Being who I am, I checked my gut after reading her email and thought, “Wow, maybe she’s got a point, I hadn’t really elaborated on what affiliate marketing was when she asked my opinion about someone whose products have helped me a great deal.”
I thanked her for her thoughts and told her I would make a note to make it clear when I’m linking to people I support whether they are or are not people from whom I could receive an affiliate commission. I pointed out that since she asked me the question on the phone and I told her my honest opinion on the phone, there would have been no way for me to receive a commission from her purchase.
All well and good, but the next part is the doozy.
The following is an excerpt from her response.
“…but most people aren’t interested in marketing just to make piles of money, as [ ] is. Maybe I’m naïve about people’s core values, but I see NAME REMOVED as more than a little carried away with greed, and willing to amass money no matter how [it] offends people with [their] advertising onslaughts. It has certainly worked for [them] financially, but at what cost to [their] soul? You can see I have no respect for [their] business tactics. Once I saw how [they] operated I was very disappointed to have invested so much money in [the] program.”
Whew! That got my inner warrior worked up! I was all ready to send a pithy response about how I have a hard enough time focusing on my own soul to be worried about someone else’s soul. Then I sat with it and realized that this person wanted someone to blame for not being where she wants to be financially. She feels that virtuously “making enough to get by” is more soul-worthy than making millions. And I realized that she wanted someone to take the responsibility for her current financial place. I don’t know what spurred the animosity – 6 months AFTER our conversation — but maybe she’s had the product sitting on her desk that long is angry that she hasn’t taken action?
Got me.
Instead of the pithy email response, I replied thanking her for sharing her thoughts and reminding her that the person in question does have an iron-clad money-back gurantee. That if she didn’t like what she had, she should return it.
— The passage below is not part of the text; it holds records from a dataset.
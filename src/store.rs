//! In-memory snapshot store owned by the consuming view

use crate::{constants::STALE_THRESHOLD_SECS, types::TokenSnapshot};
use chrono::{DateTime, Utc};
use std::sync::{PoisonError, RwLock};

#[derive(Debug, Default)]
struct StoreState {
    snapshot: TokenSnapshot,
    last_updated: Option<DateTime<Utc>>,
    disposed: bool,
}

/// Holds the most recent snapshot for one view
///
/// Created with a zero snapshot, replaced wholesale by `update`, and
/// frozen by `dispose` once the view goes away. The snapshot and its
/// timestamp sit behind one lock so readers never observe a mix of two
/// updates.
#[derive(Debug, Default)]
pub struct SnapshotStore {
    state: RwLock<StoreState>,
}

impl SnapshotStore {
    /// Creates a store holding the zero snapshot
    pub fn new() -> Self {
        Self::default()
    }

    /// Replaces the current snapshot
    ///
    /// # Returns
    /// False if the store has been disposed and the update was dropped
    pub fn update(&self, snapshot: TokenSnapshot) -> bool {
        let mut state = self.state.write().unwrap_or_else(PoisonError::into_inner);
        if state.disposed {
            tracing::debug!("Dropping snapshot update for disposed store");
            return false;
        }

        state.snapshot = snapshot;
        state.last_updated = Some(Utc::now());
        true
    }

    /// Returns the current snapshot
    pub fn snapshot(&self) -> TokenSnapshot {
        self.state
            .read()
            .unwrap_or_else(PoisonError::into_inner)
            .snapshot
    }

    /// When the snapshot was last replaced, if ever
    pub fn last_updated(&self) -> Option<DateTime<Utc>> {
        self.state
            .read()
            .unwrap_or_else(PoisonError::into_inner)
            .last_updated
    }

    /// True if no update has landed within the stale threshold
    pub fn is_stale(&self) -> bool {
        self.is_stale_after(STALE_THRESHOLD_SECS)
    }

    /// True if no update has landed within `threshold_secs`
    pub fn is_stale_after(&self, threshold_secs: u64) -> bool {
        match self.last_updated() {
            Some(at) => Utc::now().signed_duration_since(at).num_seconds() > threshold_secs as i64,
            None => true,
        }
    }

    /// Stops accepting updates. Calling it again is a no-op.
    pub fn dispose(&self) {
        self.state
            .write()
            .unwrap_or_else(PoisonError::into_inner)
            .disposed = true;
    }

    pub fn is_disposed(&self) -> bool {
        self.state
            .read()
            .unwrap_or_else(PoisonError::into_inner)
            .disposed
    }
}

#[cfg(test)]
mod tests {
    use super::*;

    #[test]
    fn test_starts_at_zero() {
        let store = SnapshotStore::new();
        assert_eq!(store.snapshot(), TokenSnapshot::default());
        assert!(store.last_updated().is_none());
        assert!(store.is_stale());
    }

    #[test]
    fn test_update_replaces_whole_snapshot() {
        let store = SnapshotStore::new();
        let first = TokenSnapshot::new(1.0, 2.0, 3.0, 4.0);
        let second = TokenSnapshot::new(5.0, 6.0, 7.0, -8.0);

        assert!(store.update(first));
        assert_eq!(store.snapshot(), first);
        assert!(store.update(second));
        assert_eq!(store.snapshot(), second);
        assert!(!store.is_stale());
    }

    #[test]
    fn test_dispose_freezes_store() {
        let store = SnapshotStore::new();
        let snapshot = TokenSnapshot::new(1.0, 2.0, 3.0, 4.0);
        store.update(snapshot);

        store.dispose();
        store.dispose();
        assert!(store.is_disposed());
        assert!(!store.update(TokenSnapshot::new(9.0, 9.0, 9.0, 9.0)));
        assert_eq!(store.snapshot(), snapshot);
    }

    #[test]
    fn test_concurrent_readers_never_see_mixed_fields() {
        use std::sync::Arc;

        let store = Arc::new(SnapshotStore::new());
        let writer = {
            let store = store.clone();
            std::thread::spawn(move || {
                for i in 1..=2000 {
                    let v = i as f64;
                    store.update(TokenSnapshot::new(v, v, v, v));
                }
            })
        };

        for _ in 0..2000 {
            let s = store.snapshot();
            assert_eq!(s.price, s.market_cap);
            assert_eq!(s.price, s.volume_24h);
            assert_eq!(s.price, s.price_change_24h);
        }
        writer.join().unwrap();
    }
}
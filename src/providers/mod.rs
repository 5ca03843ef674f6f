//! Snapshot provider implementations

pub mod dexscreener;

pub use dexscreener::DexScreenerProvider;
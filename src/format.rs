//! Display formatting for snapshot values
//!
//! Pure functions, no state. Sub-unit prices are always padded to a fixed
//! eight fractional digits; trailing-zero trimming only applies at or above
//! one dollar.

use crate::constants::EXPONENTIAL_PRICE_THRESHOLD;

const ZERO_USD: &str = "$0.00";

/// Formats a unit price in USD
///
/// - non-finite: `$0.00`
/// - below `0.00001`: exponential with six mantissa decimals (`$1.234500e-6`)
/// - below `1`: exactly eight fractional digits (`$0.00032100`)
/// - otherwise: grouped thousands and two to six fractional digits (`$1,234.5678`)
pub fn format_price(price: f64) -> String {
    if !price.is_finite() {
        return ZERO_USD.to_string();
    }

    if price < EXPONENTIAL_PRICE_THRESHOLD {
        return format!("${}", exponential(price, 6));
    }

    if price < 1.0 {
        return format!("${:.8}", round_half_away(price, 8));
    }

    let fixed = format!("{:.6}", round_half_away(price, 6));
    let (int_part, frac_part) = fixed.split_once('.').unwrap_or((fixed.as_str(), ""));
    let trimmed = frac_part.trim_end_matches('0');
    let frac = if trimmed.len() < 2 {
        &frac_part[..2.min(frac_part.len())]
    } else {
        trimmed
    };

    format!("${}.{}", group_thousands(int_part), frac)
}

/// Formats a market cap or volume with a `K`, `M` or `B` suffix
pub fn format_large_number(num: f64) -> String {
    if !num.is_finite() {
        return ZERO_USD.to_string();
    }

    if num >= 1_000_000_000.0 {
        format!("${:.2}B", round_half_away(num / 1_000_000_000.0, 2))
    } else if num >= 1_000_000.0 {
        format!("${:.2}M", round_half_away(num / 1_000_000.0, 2))
    } else if num >= 1_000.0 {
        format!("${:.2}K", round_half_away(num / 1_000.0, 2))
    } else {
        format!("${:.2}", round_half_away(num, 2))
    }
}

/// Formats a percentage change, e.g. `-3.20%`
pub fn format_change_percent(change: f64) -> String {
    if !change.is_finite() {
        return "0.00%".to_string();
    }
    format!("{:.2}%", round_half_away(change, 2))
}

/// Rounds to `decimals` places with ties going away from zero
///
/// `{:.N}` alone rounds exact binary ties to even (`0.125` -> `0.12`).
fn round_half_away(value: f64, decimals: i32) -> f64 {
    let factor = 10f64.powi(decimals);
    let scaled = value * factor;
    if !scaled.is_finite() {
        return value;
    }
    scaled.round() / factor
}

/// Exponential notation with an explicitly signed exponent (`1.5e+0`, `2.0e-7`)
fn exponential(value: f64, decimals: usize) -> String {
    let raw = format!("{:.*e}", decimals, value);
    match raw.split_once('e') {
        Some((mantissa, exp)) if !exp.starts_with('-') => format!("{}e+{}", mantissa, exp),
        _ => raw,
    }
}

/// Inserts `,` separators into a run of integer digits, keeping any sign
fn group_thousands(digits: &str) -> String {
    let (sign, digits) = match digits.strip_prefix('-') {
        Some(rest) => ("-", rest),
        None => ("", digits),
    };

    let mut grouped = String::with_capacity(digits.len() + digits.len() / 3);
    for (i, ch) in digits.chars().enumerate() {
        if i > 0 && (digits.len() - i) % 3 == 0 {
            grouped.push(',');
        }
        grouped.push(ch);
    }

    format!("{}{}", sign, grouped)
}

#[cfg(test)]
mod tests {
    use super::*;

    fn fraction_digits(s: &str) -> usize {
        s.split_once('.').map(|(_, frac)| frac.len()).unwrap_or(0)
    }

    #[test]
    fn test_non_finite_price() {
        assert_eq!(format_price(f64::NAN), "$0.00");
        assert_eq!(format_price(f64::INFINITY), "$0.00");
        assert_eq!(format_price(f64::NEG_INFINITY), "$0.00");
    }

    #[test]
    fn test_tiny_price_uses_exponential() {
        assert_eq!(format_price(0.0000012345), "$1.234500e-6");
        assert_eq!(format_price(0.0), "$0.000000e+0");
        assert_eq!(format_price(0.000009), "$9.000000e-6");
    }

    #[test]
    fn test_sub_unit_price_has_eight_digits() {
        assert_eq!(format_price(0.000321), "$0.00032100");
        assert_eq!(format_price(0.00001), "$0.00001000");
        assert_eq!(format_price(0.5), "$0.50000000");

        for price in [0.00001, 0.0000456, 0.0031, 0.12345678, 0.75, 0.99] {
            let formatted = format_price(price);
            assert!(formatted.starts_with("$0."), "{}", formatted);
            assert_eq!(fraction_digits(&formatted), 8, "{}", formatted);
        }
    }

    #[test]
    fn test_unit_price_trims_to_between_two_and_six_digits() {
        assert_eq!(format_price(1.0), "$1.00");
        assert_eq!(format_price(2.5), "$2.50");
        assert_eq!(format_price(1.23456789), "$1.234568");
        assert_eq!(format_price(1234.5678), "$1,234.5678");
        assert_eq!(format_price(1_000_000.0), "$1,000,000.00");

        for price in [1.0, 1.1, 3.14159, 42.000001, 999.999, 65_432.1, 1.0e12] {
            let formatted = format_price(price);
            assert!(formatted.starts_with('$'), "{}", formatted);
            let digits = fraction_digits(&formatted);
            assert!((2..=6).contains(&digits), "{} has {} digits", formatted, digits);
        }
    }

    #[test]
    fn test_large_number_suffixes() {
        assert_eq!(format_large_number(1_500_000_000.0), "$1.50B");
        assert_eq!(format_large_number(42_100_000.0), "$42.10M");
        assert_eq!(format_large_number(2_300.0), "$2.30K");
        assert_eq!(format_large_number(999.0), "$999.00");
        assert_eq!(format_large_number(0.0), "$0.00");
        assert_eq!(format_large_number(f64::NAN), "$0.00");
    }

    #[test]
    fn test_ties_round_away_from_zero() {
        assert_eq!(format_large_number(1125.0), "$1.13K");
        assert_eq!(format_large_number(2125.0), "$2.13K");
        assert_eq!(format_large_number(0.125), "$0.13");
        assert_eq!(format_large_number(3_375_000_000.0), "$3.38B");
        assert_eq!(format_price(1.0078125), "$1.007813");
        assert_eq!(format_price(0.001953125), "$0.00195313");
        assert_eq!(format_change_percent(-0.125), "-0.13%");
    }

    #[test]
    fn test_change_percent() {
        assert_eq!(format_change_percent(12.0), "12.00%");
        assert_eq!(format_change_percent(-3.2), "-3.20%");
        assert_eq!(format_change_percent(f64::NAN), "0.00%");
    }

    #[test]
    fn test_group_thousands() {
        assert_eq!(group_thousands("1"), "1");
        assert_eq!(group_thousands("123"), "123");
        assert_eq!(group_thousands("1234"), "1,234");
        assert_eq!(group_thousands("1234567"), "1,234,567");
        assert_eq!(group_thousands("-9876"), "-9,876");
    }
}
Her response drove home to me that she was just having a bad day, angry at the world, or what have you and needed someone to vent to.
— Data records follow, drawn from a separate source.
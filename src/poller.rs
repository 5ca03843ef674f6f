//! Market data poller
//!
//! Drives a fixed-interval fetch of one token's snapshot and hands every
//! successful result to the caller's `on_update` callback.

use crate::{
    config::PollerConfig,
    constants::{EVENT_CHANNEL_CAPACITY, STALE_THRESHOLD_SECS},
    error::{ConfigError, PollerError, ProviderError},
    metrics::{MetricsCollector, ProviderMetrics},
    provider::SnapshotProvider,
    providers::DexScreenerProvider,
    types::{ComponentHealth, HealthStatus, TickerEvent, TokenSnapshot},
};
use chrono::{DateTime, Utc};
use std::sync::{Arc, Mutex, PoisonError};
use std::time::Instant;
use tokio::sync::{broadcast, RwLock};
use tokio::task::{JoinHandle, JoinSet};
use tokio::time::{self, MissedTickBehavior};
use uuid::Uuid;

type UpdateCallback = Box<dyn Fn(TokenSnapshot) + Send + Sync>;

/// Market Data Poller
///
/// Polls a `SnapshotProvider` for one token on a fixed interval. Failures
/// are logged and skipped; the interval itself is the retry policy.
///
/// # Example
/// ```no_run
/// use std::sync::Arc;
/// use token_ticker::{MarketDataPoller, PollerConfig, SnapshotStore};
///
/// # async fn example() -> Result<(), Box<dyn std::error::Error>> {
/// let poller = MarketDataPoller::new(PollerConfig::default())?;
/// let store = Arc::new(SnapshotStore::new());
///
/// let sink = store.clone();
/// let handle = poller.start(move |snapshot| {
///     sink.update(snapshot);
/// });
///
/// // ... render `store.snapshot()` as needed ...
///
/// handle.cancel();
/// store.dispose();
/// # Ok(())
/// # }
/// ```
pub struct MarketDataPoller {
    provider: Arc<dyn SnapshotProvider>,
    config: PollerConfig,
    metrics: Arc<MetricsCollector>,
    events: broadcast::Sender<TickerEvent>,
    last_success: Arc<RwLock<Option<DateTime<Utc>>>>,
}

impl MarketDataPoller {
    /// Creates a poller backed by the DexScreener API
    ///
    /// Fails if `config` does not pass `PollerConfig::validate`.
    pub fn new(config: PollerConfig) -> Result<Self, PollerError> {
        config.validate()?;
        let provider =
            DexScreenerProvider::with_options(&config.api_url, config.request_timeout)?;
        Ok(Self::with_provider(Arc::new(provider), config)?)
    }

    /// Creates a poller with a custom provider
    ///
    /// This is primarily for testing with mock providers.
    pub fn with_provider(
        provider: Arc<dyn SnapshotProvider>,
        config: PollerConfig,
    ) -> Result<Self, ConfigError> {
        config.validate()?;
        let metrics = Arc::new(MetricsCollector::new(provider.provider_name()));
        let (events, _) = broadcast::channel(EVENT_CHANNEL_CAPACITY);

        Ok(Self {
            provider,
            config,
            metrics,
            events,
            last_success: Arc::new(RwLock::new(None)),
        })
    }

    pub fn config(&self) -> &PollerConfig {
        &self.config
    }

    /// Returns the name of the current provider
    pub fn provider_name(&self) -> &str {
        self.provider.provider_name()
    }

    /// Starts polling
    ///
    /// Fires one fetch right away and then one per interval. Each successful
    /// fetch calls `on_update` with the complete new snapshot. A tick is
    /// skipped while `max_in_flight` fetches are still outstanding.
    ///
    /// With `max_in_flight > 1`, fetches may complete out of order and the
    /// last one to complete wins, even if it was issued earlier.
    ///
    /// The returned handle must be cancelled (or dropped) when the consumer
    /// goes away. `on_update` must not cancel its own handle.
    pub fn start<F>(&self, on_update: F) -> PollHandle
    where
        F: Fn(TokenSnapshot) + Send + Sync + 'static,
    {
        let gate = Arc::new(PublishGate::new(Box::new(on_update)));
        let ctx = TickContext {
            provider: self.provider.clone(),
            token_address: self.config.token_address.clone(),
            metrics: self.metrics.clone(),
            events: self.events.clone(),
            last_success: self.last_success.clone(),
            gate: gate.clone(),
        };
        let interval = self.config.poll_interval;
        let max_in_flight = self.config.max_in_flight.max(1);

        let task = tokio::spawn(async move {
            tracing::info!(
                token = %ctx.token_address,
                provider = ctx.provider.provider_name(),
                interval_ms = interval.as_millis() as u64,
                "Starting market data poller"
            );

            let mut ticker = time::interval(interval);
            ticker.set_missed_tick_behavior(MissedTickBehavior::Delay);
            let mut in_flight = JoinSet::new();

            loop {
                tokio::select! {
                    biased;

                    Some(joined) = in_flight.join_next() => {
                        if let Err(e) = joined {
                            if e.is_panic() {
                                tracing::error!(error = %e, "Poll tick panicked");
                            }
                        }
                    }

                    _ = ticker.tick() => {
                        if in_flight.len() >= max_in_flight {
                            tracing::debug!(
                                in_flight = in_flight.len(),
                                "Fetch still in flight, skipping tick"
                            );
                            ctx.metrics.record_skipped_tick().await;
                            continue;
                        }
                        in_flight.spawn(ctx.clone().run_tick());
                    }
                }
            }
        });

        PollHandle { gate, task }
    }

    /// Fetches one snapshot immediately, outside of any polling loop
    pub async fn fetch_once(&self) -> Result<TokenSnapshot, ProviderError> {
        let snapshot = fetch_and_record(
            self.provider.as_ref(),
            &self.config.token_address,
            &self.metrics,
        )
        .await?;
        *self.last_success.write().await = Some(Utc::now());
        Ok(snapshot)
    }

    /// Subscribes to per-tick outcome events
    pub fn subscribe_events(&self) -> broadcast::Receiver<TickerEvent> {
        self.events.subscribe()
    }

    /// Gets fetch metrics including latency percentiles and success rate
    pub async fn provider_metrics(&self) -> ProviderMetrics {
        self.metrics.get_metrics().await
    }

    /// When the last fetch succeeded, if ever
    pub async fn last_success(&self) -> Option<DateTime<Utc>> {
        *self.last_success.read().await
    }

    /// Perform a health check on the poller
    ///
    /// # Returns
    /// ComponentHealth describing how fresh the last successful fetch is
    pub async fn health_check(&self) -> ComponentHealth {
        let mut details = std::collections::HashMap::new();
        let metrics = self.provider_metrics().await;
        let last_success = self.last_success().await;

        details.insert(
            "provider_name".to_string(),
            serde_json::json!(self.provider_name()),
        );
        details.insert(
            "token_address".to_string(),
            serde_json::json!(self.config.token_address),
        );
        details.insert(
            "total_requests".to_string(),
            serde_json::json!(metrics.total_requests),
        );
        details.insert(
            "success_rate".to_string(),
            serde_json::json!(metrics.success_rate),
        );
        details.insert(
            "last_success".to_string(),
            serde_json::json!(last_success.map(|at| at.to_rfc3339())),
        );

        let status = match last_success {
            None => HealthStatus::Unhealthy,
            Some(at)
                if Utc::now().signed_duration_since(at).num_seconds()
                    > STALE_THRESHOLD_SECS as i64 =>
            {
                HealthStatus::Degraded
            }
            Some(_) => HealthStatus::Healthy,
        };

        let message = match status {
            HealthStatus::Healthy => "Market data poller is receiving fresh data".to_string(),
            HealthStatus::Degraded => format!(
                "No successful fetch in the last {} seconds",
                STALE_THRESHOLD_SECS
            ),
            HealthStatus::Unhealthy => "No successful fetch yet".to_string(),
        };

        ComponentHealth {
            name: "market_data_poller".to_string(),
            status,
            message: Some(message),
            details,
            last_checked: Utc::now(),
        }
    }
}

/// Cancel handle returned by `MarketDataPoller::start`
///
/// Cancelling stops the timer, aborts outstanding fetches and guarantees
/// that no `on_update` call begins afterwards. Dropping the handle cancels.
pub struct PollHandle {
    gate: Arc<PublishGate>,
    task: JoinHandle<()>,
}

impl PollHandle {
    /// Stops polling. Safe to call more than once.
    pub fn cancel(&self) {
        if self.gate.close() {
            tracing::info!("Market data poller cancelled");
        }
        self.task.abort();
    }

    pub fn is_cancelled(&self) -> bool {
        self.gate.is_closed()
    }
}

impl Drop for PollHandle {
    fn drop(&mut self) {
        self.cancel();
    }
}

/// Serializes callback invocations against cancellation
struct PublishGate {
    closed: Mutex<bool>,
    on_update: UpdateCallback,
}

impl PublishGate {
    fn new(on_update: UpdateCallback) -> Self {
        Self {
            closed: Mutex::new(false),
            on_update,
        }
    }

    /// Invokes the callback unless the gate is closed
    fn publish(&self, snapshot: TokenSnapshot) -> bool {
        let closed = self.closed.lock().unwrap_or_else(PoisonError::into_inner);
        if *closed {
            return false;
        }
        (self.on_update)(snapshot);
        true
    }

    /// Closes the gate, returning true on the first call
    fn close(&self) -> bool {
        let mut closed = self.closed.lock().unwrap_or_else(PoisonError::into_inner);
        !std::mem::replace(&mut *closed, true)
    }

    fn is_closed(&self) -> bool {
        *self.closed.lock().unwrap_or_else(PoisonError::into_inner)
    }
}

/// Everything one tick needs, cloned into its task
#[derive(Clone)]
struct TickContext {
    provider: Arc<dyn SnapshotProvider>,
    token_address: String,
    metrics: Arc<MetricsCollector>,
    events: broadcast::Sender<TickerEvent>,
    last_success: Arc<RwLock<Option<DateTime<Utc>>>>,
    gate: Arc<PublishGate>,
}

impl TickContext {
    async fn run_tick(self) {
        let id = Uuid::new_v4();

        match fetch_and_record(self.provider.as_ref(), &self.token_address, &self.metrics).await {
            Ok(snapshot) => {
                if !self.gate.publish(snapshot) {
                    return;
                }
                let now = Utc::now();
                *self.last_success.write().await = Some(now);

                tracing::debug!(
                    tick_id = %id,
                    price = snapshot.price,
                    market_cap = snapshot.market_cap,
                    volume_24h = snapshot.volume_24h,
                    price_change_24h = snapshot.price_change_24h,
                    "Published token snapshot"
                );
                let _ = self.events.send(TickerEvent::SnapshotUpdated {
                    id,
                    snapshot,
                    timestamp: now,
                });
            }
            Err(e) => {
                tracing::warn!(
                    tick_id = %id,
                    provider = self.provider.provider_name(),
                    error = %e,
                    "Failed to fetch token snapshot"
                );
                let _ = self.events.send(TickerEvent::FetchFailed {
                    id,
                    error_message: e.to_string(),
                    timestamp: Utc::now(),
                });
            }
        }
    }
}

/// Runs one fetch and records its latency and outcome
async fn fetch_and_record(
    provider: &dyn SnapshotProvider,
    token_address: &str,
    metrics: &MetricsCollector,
) -> Result<TokenSnapshot, ProviderError> {
    let start = Instant::now();
    let result = provider.fetch_snapshot(token_address).await;
    metrics.record_request(start.elapsed(), result.is_ok()).await;
    result
}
“Thanks for the reminder about NAME REMOVED guarantee. I didn’t remember it. Don’t get me wrong, I have no quarrel with making money, and lots of it. What I take issue with is abusing others to get it, which in my opinion is what NAME REMOVED does with [their] marketing approach. Amassing money just for the sake of watching it build is a soul-less pursuit. Amassing money while doing good works, enriching others or the environment, or helping those who can’t help themselves – for me that is money well earned and the process of accumulating it enriches my soul as well as my bank account. Different strokes.”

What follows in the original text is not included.